1 To whom the charge of falsifying facts and putting words into the mouths of authors which they never uttered more justly applies may be judged from the following passage in Professor Marks’ Lectures (p. 167), and a comparison of it with Dr. McCaul’s work to which he refers. He says: “Every Hebrew scholar knows well that in the whole volume of the Scriptures זֶרַע has but one meaning, and that it is never used to denote anything other but bodily offspring. The late Dr. McCaul admitted the correctness of this assertion, but he argued that this was no reason why the word might not be used in a figurative sense. ‘Can any substantial reason,’ he asks, ‘be assigned why it should not be used figuratively?’ The mightiest and most substantial of all reasons is that it is nowhere so used.”

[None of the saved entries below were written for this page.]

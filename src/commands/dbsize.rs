use crate::commands::executable::Executable;
use crate::commands::CommandParser;
use crate::frame::Frame;
use crate::store::Store;
use crate::Error;

/// Returns the number of keys in the database.
///
/// Ref: <https://redis.io/docs/latest/commands/dbsize>
#[derive(Debug, PartialEq)]
pub struct DBSize;

impl Executable for DBSize {
    fn exec(self, store: Store) -> Result<Frame, Error> {
        let size = store.lock().size();
        Ok(Frame::Integer(size as i64))
    }
}

impl TryFrom<&mut CommandParser> for DBSize {
    type Error = Error;

    fn try_from(_parser: &mut CommandParser) -> Result<Self, Self::Error> {
        Ok(Self)
    }
}

#[cfg(test)]
mod tests {
    use bytes::Bytes;

    use crate::commands::Command;

    use super::*;

    #[test]
    fn counts_keys() {
        let store = Store::new();
        {
            let mut state = store.lock();
            state.list_mut("a").push_tail(b"1").unwrap();
            state.list_mut("b").push_tail(b"2").unwrap();
        }

        let frame = Frame::Array(vec![Frame::Bulk(Bytes::from("DBSIZE"))]);
        let cmd = Command::try_from(frame).unwrap();
        assert_eq!(cmd, Command::DBsize(DBSize));

        assert_eq!(cmd.exec(store).unwrap(), Frame::Integer(2));
    }
}
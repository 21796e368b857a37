use crate::commands::executable::Executable;
use crate::commands::CommandParser;
use crate::frame::Frame;
use crate::store::Store;
use crate::Error;

/// Returns the length of the list stored at `key`. If `key` does not exist, it is interpreted as
/// an empty list and 0 is returned.
///
/// Ref: <https://redis.io/docs/latest/commands/llen>
#[derive(Debug, PartialEq)]
pub struct Llen {
    pub key: String,
}

impl Executable for Llen {
    fn exec(self, store: Store) -> Result<Frame, Error> {
        let state = store.lock();
        let len = match state.get(&self.key) {
            Some(list) => list.len()?,
            None => 0,
        };

        Ok(Frame::Integer(len as i64))
    }
}

impl TryFrom<&mut CommandParser> for Llen {
    type Error = Error;

    fn try_from(parser: &mut CommandParser) -> Result<Self, Self::Error> {
        let key = parser.next_string()?;
        Ok(Self { key })
    }
}

#[cfg(test)]
mod tests {
    use bytes::Bytes;

    use crate::commands::Command;

    use super::*;

    #[test]
    fn existing_and_missing_keys() {
        let store = Store::new();
        {
            let mut state = store.lock();
            let list = state.list_mut("mylist");
            list.push_tail(b"a").unwrap();
            list.push_tail(b"b").unwrap();
        }

        let frame = Frame::Array(vec![
            Frame::Bulk(Bytes::from("LLEN")),
            Frame::Bulk(Bytes::from("mylist")),
        ]);
        let cmd = Command::try_from(frame).unwrap();
        assert_eq!(
            cmd,
            Command::Llen(Llen {
                key: "mylist".to_string()
            })
        );
        assert_eq!(cmd.exec(store.clone()).unwrap(), Frame::Integer(2));

        let frame = Frame::Array(vec![
            Frame::Bulk(Bytes::from("LLEN")),
            Frame::Bulk(Bytes::from("other")),
        ]);
        let res = Command::try_from(frame).unwrap().exec(store).unwrap();
        assert_eq!(res, Frame::Integer(0));
    }
}
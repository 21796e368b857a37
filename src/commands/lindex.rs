use crate::commands::executable::Executable;
use crate::commands::CommandParser;
use crate::frame::Frame;
use crate::store::Store;
use crate::Error;

/// Returns the element at index `index` in the list stored at `key`. The index is zero-based;
/// negative indices designate elements starting at the tail of the list, `-1` being the last
/// element. When the value at `key` is not a list or the index is out of range, nil is returned.
///
/// Ref: <https://redis.io/docs/latest/commands/lindex>
#[derive(Debug, PartialEq)]
pub struct Lindex {
    pub key: String,
    pub index: i64,
}

impl Executable for Lindex {
    fn exec(self, store: Store) -> Result<Frame, Error> {
        let state = store.lock();
        let list = match state.get(&self.key) {
            Some(list) => list,
            None => return Ok(Frame::Null),
        };

        let res = match list.index(self.index)? {
            Some(offset) => Frame::Bulk(list.get(offset)?.to_bytes()),
            None => Frame::Null,
        };

        Ok(res)
    }
}

impl TryFrom<&mut CommandParser> for Lindex {
    type Error = Error;

    fn try_from(parser: &mut CommandParser) -> Result<Self, Self::Error> {
        let key = parser.next_string()?;
        let index = parser.next_integer()?;
        Ok(Self { key, index })
    }
}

Now, this is what Dr. McCaul does say, “Let us for a moment suppose that Rabbi Isaac’s assertion is correct—that in no passage the word זֶרַע (seed) occurs in a figurative sense; will it therefore follow that it cannot occur in a figurative sense? Can any substantial reason be assigned why it should not be used figuratively as well as בֵן יֶ֣לֶד בְּכוֹר? The expression, ‘children of the prophets’ (הַנְּבִיאִ֑ים בְּנֵ֣י) confessedly means the disciples of the prophets. The Israelites are called ‘children of the living God’ (אֵֽל־חָֽי בְּנֵ֥י, Hosea 2:1, in the English Hosea 1:10). To Ephraim the word בֵן (son), and יֶ֣לֶד (child), is applied in Jeremiah 31:20, ‘Is Ephraim My dear son?’ (בֵן); ‘is he a pleasant child?’ (יֶ֣לֶד). Israel is also called God’s firstborn. ‘Israel is My son, My firstborn’ (יִשְׂרָאֵֽל בְכֹרִ֖י בְּנִ֥י, Exodus 4:22). If all these words be used figuratively, what reason is there for denying that זֶרַע may be used in the same way?
“But, secondly, the assertion that זֶרַע (seed) must mean the natural offspring is not true. It is used of the firstborn of the husband’s brother, when the husband had died without issue (see Genesis 38:8 and Deuteronomy 25:6). Here it cannot be contended that the child is the natural offspring of the deceased. In Isaiah 57:4, it is used figuratively—‘Are ye not children of transgressors, a seed of falsehood?’ (שׇֽׁקֶר זֶ֥רַע). And again, Malachi 2:15, ‘a godly seed’ (אֱלֹהִ֑ים זֶ֣רַע). In the thirty-first verse of the twenty-second psalm (Psalms 22:30 English), which verse is not controversial, Aben Ezra himself takes זֶ֖רַע (seed) figuratively, ‘A seed shall serve him; it shall be counted to the Lord,’ etc. Aben Ezra renders these words, ‘A seed which shall serve Him,’ etc., and adds, ‘as if that was a seed which serveth Him’ (הוא כאלו יעבדנו אשּר ורע). Again, in that famous verse Genesis 3:15, ‘I will put enmity between thee and the woman, and between thy seed and her seed,’ we cannot understand the natural offspring of the tempter, but those who do his works, and are actuated by his spirit” (“Doctrine and Interpretation of the Fifty-third Chapter of Isaiah,” by Dr McCaul, pp. 29 and 30).
If the learned Professor as accurately represents the views and statements of Oxlee, Gesenius, and Schleiermacher, whom he quotes so profusely, he has but little reason for sheltering himself behind their opinions.